By Finblage Editorial Desk
10:25 am
23 December 2025
The Indian equity market in calendar year 2025 has evolved into a textbook case of divergence, where index-level strength has coexisted with widespread underperformance across the broader universe of stocks. Despite supportive fiscal measures, resilient domestic flows, and stable macro fundamentals, the rally has remained tightly concentrated, leaving most investors outside large-cap stocks grappling with prolonged drawdowns.
Government policy support through income tax relief and GST rate cuts was expected to lift sentiment and stimulate consumption-led earnings growth. Domestic institutional flows, particularly from mutual funds, remained steady through the year, providing a cushion against global volatility. Yet, this support did not translate into a broad market recovery.
Out of a total listed universe of 2,667 stocks, nearly 90 percent continued to trade more than 20 percent below their respective 52-week highs. Only about one-tenth of the market managed to recover meaningfully from the year’s lows and approach peak levels. This disconnect highlights that the market’s gains were not driven by widespread earnings confidence but by selective capital allocation.
The depth of the correction across non-index stocks has been striking. Around 413 stocks were trading 10–20 percent below their 52-week highs, while nearly 1,532 companies were down between 20–50 percent. A further 397 stocks had corrected by 50–75 percent from their peaks, and close to 30 stocks were languishing nearly 75 percent below their one-year highs.
Such data underscores that the pressure was not limited to speculative names alone. Even fundamentally sound companies in the mid- and small-cap space struggled to attract incremental buying, as liquidity remained tightly concentrated in the top end of the market.

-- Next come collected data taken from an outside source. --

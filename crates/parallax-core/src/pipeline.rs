//! Out-of-band comparison pipeline
//!
//! Map, settle, compare, publish. Each user-facing step runs in its own
//! isolation stage and a failure ends the pipeline without a result. The
//! pipeline owns everything it touches, so it can be spawned onto a runtime
//! after `run` has returned.

use crate::observation::Observation;
use crate::outcome::{Fault, Value};
use crate::policy::Policy;
use crate::result::ExperimentResult;
use crate::stage::Stage;
use crate::subscriber::Notifier;
use futures::future;
use std::sync::Arc;

/// Transform applied to every observed value before comparison
pub type Mapper<T, U> = Arc<dyn Fn(T) -> U + Send + Sync>;

pub(crate) struct Pipeline<T, E, U> {
    notifier: Notifier<U, E>,
    mapper: Mapper<T, U>,
    policy: Arc<Policy<U, E>>,
    run_async: bool,
}

impl<T: Value, E: Fault, U: Value> Pipeline<T, E, U> {
    pub(crate) fn new(
        notifier: Notifier<U, E>,
        mapper: Mapper<T, U>,
        policy: Arc<Policy<U, E>>,
        run_async: bool,
    ) -> Self {
        Self {
            notifier,
            mapper,
            policy,
            run_async,
        }
    }

    /// Drive `[control, ...candidates]` through to a published result
    pub(crate) async fn run(self, control: Observation<T, E>, candidates: Vec<Observation<T, E>>) {
        let experiment = &self.notifier.info().name;

        let Some(mapped) = self
            .notifier
            .isolate(Stage::Map, || Ok(self.map_all(&control, &candidates)))
        else {
            return;
        };

        let settled = if self.run_async {
            future::join_all(mapped.iter().map(|observation| observation.settle())).await
        } else {
            mapped
        };

        let mut settled = settled.into_iter();
        let Some(control) = settled.next() else {
            return;
        };
        let candidates: Vec<_> = settled.collect();

        let Some(result) = self.notifier.isolate(Stage::Comparison, || {
            Ok(ExperimentResult::new(
                self.notifier.info().clone(),
                control,
                candidates,
            ))
        }) else {
            return;
        };

        tracing::debug!(
            experiment = %experiment,
            matched = result.matched().len(),
            mismatched = result.mismatched().len(),
            ignored = result.ignored().len(),
            "experiment compared"
        );

        self.notifier
            .isolate(Stage::ResultHandler, || self.notifier.result(&result));
    }

    fn map_all(
        &self,
        control: &Observation<T, E>,
        candidates: &[Observation<T, E>],
    ) -> Vec<Observation<U, E>> {
        std::iter::once(control)
            .chain(candidates)
            .map(|observation| {
                let mapper = Arc::clone(&self.mapper);
                let policy = Arc::clone(&self.policy);
                if self.run_async {
                    observation.defer().map_into(policy, move |value| mapper(value))
                } else {
                    observation.map_into(policy, move |value| mapper(value))
                }
            })
            .collect()
    }
}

For investors and policymakers, this market structure carries important implications. A narrow rally often reflects risk aversion rather than optimism, with capital gravitating toward perceived safety rather than growth. Elevated valuations in select large-cap stocks, coupled with earnings downgrades elsewhere, constrained broader participation.
The market also faced headwinds from subdued foreign institutional investor participation. Global capital shifted toward markets offering stronger exposure to themes such as artificial intelligence, where India’s listed universe has limited representation. As a result, India underperformed several global peers during the latter half of 2025 despite stable domestic macros.

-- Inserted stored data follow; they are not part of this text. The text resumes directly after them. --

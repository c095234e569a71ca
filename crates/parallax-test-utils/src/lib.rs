//! Testing utilities for the Parallax workspace
//!
//! Shared subscribers, behavior fixtures and tracing setup.

#![allow(missing_docs)]

use parallax_core::{ExperimentInfo, ExperimentResult, SkipReason, StageError, Subscriber};
use parking_lot::Mutex;
use std::sync::atomic::{AtomicUsize, Ordering};
use std::sync::Arc;
use std::time::{Duration, Instant};
use tokio::sync::mpsc::{self, error::TryRecvError};
use tracing_subscriber::{fmt, layer::SubscriberExt, util::SubscriberInitExt, EnvFilter};

pub use parallax_core::ManualClock;

/// How long [`Events::next`] waits before giving up
pub const EVENT_TIMEOUT: Duration = Duration::from_secs(5);

/// One delivered notification
#[derive(Debug, Clone)]
pub enum Event<U, E> {
    Skip {
        experiment: ExperimentInfo,
        reason: SkipReason,
    },
    Result(ExperimentResult<U, E>),
    Error(StageError),
}

impl<U, E> Event<U, E> {
    pub fn into_result(self) -> Option<ExperimentResult<U, E>> {
        match self {
            Event::Result(result) => Some(result),
            _ => None,
        }
    }

    pub fn into_error(self) -> Option<StageError> {
        match self {
            Event::Error(error) => Some(error),
            _ => None,
        }
    }

    pub fn skip_reason(&self) -> Option<SkipReason> {
        match self {
            Event::Skip { reason, .. } => Some(*reason),
            _ => None,
        }
    }
}

/// Subscriber that forwards every event into a channel
pub struct RecordingSubscriber<U, E> {
    tx: mpsc::UnboundedSender<Event<U, E>>,
}

/// Receiving end of a [`RecordingSubscriber`]
pub struct Events<U, E> {
    rx: mpsc::UnboundedReceiver<Event<U, E>>,
}

/// Create a recording subscriber and its event stream
pub fn recorder<U, E>() -> (Arc<RecordingSubscriber<U, E>>, Events<U, E>) {
    let (tx, rx) = mpsc::unbounded_channel();
    (Arc::new(RecordingSubscriber { tx }), Events { rx })
}

impl<U, E> Subscriber<U, E> for RecordingSubscriber<U, E>
where
    U: Clone + Send + Sync,
    E: Clone + Send + Sync,
{
    fn on_skip(&self, experiment: &ExperimentInfo, reason: SkipReason) -> anyhow::Result<()> {
        let _ = self.tx.send(Event::Skip {
            experiment: experiment.clone(),
            reason,
        });
        Ok(())
    }

    fn on_result(&self, result: &ExperimentResult<U, E>) -> anyhow::Result<()> {
        let _ = self.tx.send(Event::Result(result.clone()));
        Ok(())
    }

    fn on_error(&self, error: &StageError) {
        let _ = self.tx.send(Event::Error(error.clone()));
    }
}

impl<U, E> Events<U, E> {
    /// Wait for the next event, up to [`EVENT_TIMEOUT`]
    pub async fn next(&mut self) -> Option<Event<U, E>> {
        tokio::time::timeout(EVENT_TIMEOUT, self.rx.recv())
            .await
            .ok()
            .flatten()
    }

    /// Blocking form of [`Events::next`] for tests without a runtime
    pub fn next_blocking(&mut self) -> Option<Event<U, E>> {
        let deadline = Instant::now() + EVENT_TIMEOUT;
        loop {
            match self.rx.try_recv() {
                Ok(event) => return Some(event),
                Err(TryRecvError::Disconnected) => return None,
                Err(TryRecvError::Empty) if Instant::now() >= deadline => return None,
                Err(TryRecvError::Empty) => std::thread::sleep(Duration::from_millis(1)),
            }
        }
    }

    /// Every event delivered so far
    pub fn drain(&mut self) -> Vec<Event<U, E>> {
        let mut events = Vec::new();
        while let Ok(event) = self.rx.try_recv() {
            events.push(event);
        }
        events
    }
}

/// Subscriber whose skip and result handlers fail with `message`
pub struct FailingSubscriber {
    message: String,
}

impl FailingSubscriber {
    pub fn new(message: impl Into<String>) -> Arc<Self> {
        Arc::new(Self {
            message: message.into(),
        })
    }
}

impl<U, E> Subscriber<U, E> for FailingSubscriber {
    fn on_skip(&self, _: &ExperimentInfo, _: SkipReason) -> anyhow::Result<()> {
        anyhow::bail!("{}", self.message)
    }

    fn on_result(&self, _: &ExperimentResult<U, E>) -> anyhow::Result<()> {
        anyhow::bail!("{}", self.message)
    }
}

/// Counts invocations across every behavior it builds
#[derive(Debug, Clone, Default)]
pub struct CallCounter {
    calls: Arc<AtomicUsize>,
}

impl CallCounter {
    pub fn new() -> Self {
        Self::default()
    }

    pub fn count(&self) -> usize {
        self.calls.load(Ordering::SeqCst)
    }

    /// Behavior returning `value`
    pub fn returning<T, E>(&self, value: T) -> impl Fn() -> Result<T, E> + Send + Sync + 'static
    where
        T: Clone + Send + Sync + 'static,
        E: 'static,
    {
        let calls = Arc::clone(&self.calls);
        move || {
            calls.fetch_add(1, Ordering::SeqCst);
            Ok(value.clone())
        }
    }

    /// Behavior failing with `error`
    pub fn failing<T, E>(&self, error: E) -> impl Fn() -> Result<T, E> + Send + Sync + 'static
    where
        T: 'static,
        E: Clone + Send + Sync + 'static,
    {
        let calls = Arc::clone(&self.calls);
        move || {
            calls.fetch_add(1, Ordering::SeqCst);
            Err(error.clone())
        }
    }
}

/// Records the order behaviors ran in
#[derive(Debug, Clone, Default)]
pub struct ExecutionLog {
    order: Arc<Mutex<Vec<String>>>,
}

impl ExecutionLog {
    pub fn new() -> Self {
        Self::default()
    }

    /// Behavior that logs `name` and returns `value`
    pub fn behavior<T, E>(
        &self,
        name: &str,
        value: T,
    ) -> impl Fn() -> Result<T, E> + Send + Sync + 'static
    where
        T: Clone + Send + Sync + 'static,
        E: 'static,
    {
        let order = Arc::clone(&self.order);
        let name = name.to_string();
        move || {
            order.lock().push(name.clone());
            Ok(value.clone())
        }
    }

    pub fn order(&self) -> Vec<String> {
        self.order.lock().clone()
    }

    pub fn clear(&self) {
        self.order.lock().clear();
    }
}

/// Install a test-friendly tracing subscriber
///
/// Reads `RUST_LOG`, defaulting to `warn`. Safe to call from every test.
pub fn init_tracing() {
    let filter = EnvFilter::try_from_default_env().unwrap_or_else(|_| EnvFilter::new("warn"));

    let _ = tracing_subscriber::registry()
        .with(filter)
        .with(fmt::layer().with_test_writer().compact())
        .try_init();
}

Ambreesh Baliga, independent analyst, noted that the sharp decline across many stocks was not driven by widespread earnings disappointment. Corporate results were largely in line with or marginally better than expectations. Instead, the absence of fresh liquidity from retail investors, high-net-worth individuals, and PMS players played a decisive role.

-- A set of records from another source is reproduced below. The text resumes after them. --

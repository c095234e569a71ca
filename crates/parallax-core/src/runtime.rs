//! Where blocking waits and the comparison pipeline run
//!
//! A multi-threaded tokio runtime can give up a worker with
//! `block_in_place`, so blocking waits there drive work on the runtime and
//! timers or I/O keep making progress. A current-thread runtime has no
//! worker to spare, so blocking on deferred work there is refused.

use std::future::Future;
use tokio::runtime::{Builder, Handle, RuntimeFlavor};

/// Name of the thread that carries a pipeline when no runtime is current
pub(crate) const PIPELINE_THREAD: &str = "parallax-pipeline";

/// False on a current-thread runtime, where blocking would stall it
pub(crate) fn can_block() -> bool {
    !matches!(
        Handle::try_current(),
        Ok(handle) if handle.runtime_flavor() == RuntimeFlavor::CurrentThread
    )
}

/// Drive `work` to completion from synchronous code
pub(crate) fn wait<F: Future>(work: F) -> F::Output {
    match Handle::try_current() {
        Ok(handle) if handle.runtime_flavor() == RuntimeFlavor::MultiThread => {
            tokio::task::block_in_place(move || handle.block_on(work))
        }
        _ => futures::executor::block_on(work),
    }
}

/// Run `work` off the caller's path
///
/// Spawned on the current runtime if there is one, otherwise on a dedicated
/// thread with its own current-thread runtime.
pub(crate) fn detach<F>(work: F)
where
    F: Future<Output = ()> + Send + 'static,
{
    if let Ok(handle) = Handle::try_current() {
        drop(handle.spawn(work));
        return;
    }

    let spawned = std::thread::Builder::new()
        .name(PIPELINE_THREAD.to_string())
        .spawn(move || match Builder::new_current_thread().enable_all().build() {
            Ok(runtime) => runtime.block_on(work),
            Err(err) => {
                tracing::warn!(%err, "pipeline runtime unavailable, polling without one");
                futures::executor::block_on(work);
            }
        });

    if let Err(err) = spawned {
        tracing::error!(%err, "pipeline thread failed to start, result dropped");
    }
}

With foreign investors pulling capital and mutual funds prioritising large, liquid names, buying interest narrowed to roughly the top 300 stocks. Everything beyond that universe remained under persistent selling pressure, regardless of fundamentals.
At the index level, this divergence was clearly visible. The Sensex and Nifty delivered gains of nearly 10 percent each during the year, displaying resilience amid global uncertainty. In contrast, the BSE mid-cap index rose by only about 1 percent, while the BSE small-cap index declined nearly 8 percent, highlighting stress in the broader market.
Saurabh Jain, Head of Fundamental Research at SMC Global Securities, described the current phase as cyclical rather than structural. According to him, the market does not signal a collapse but a stage where quality businesses are approaching a bottom, a pattern often observed after excesses are corrected.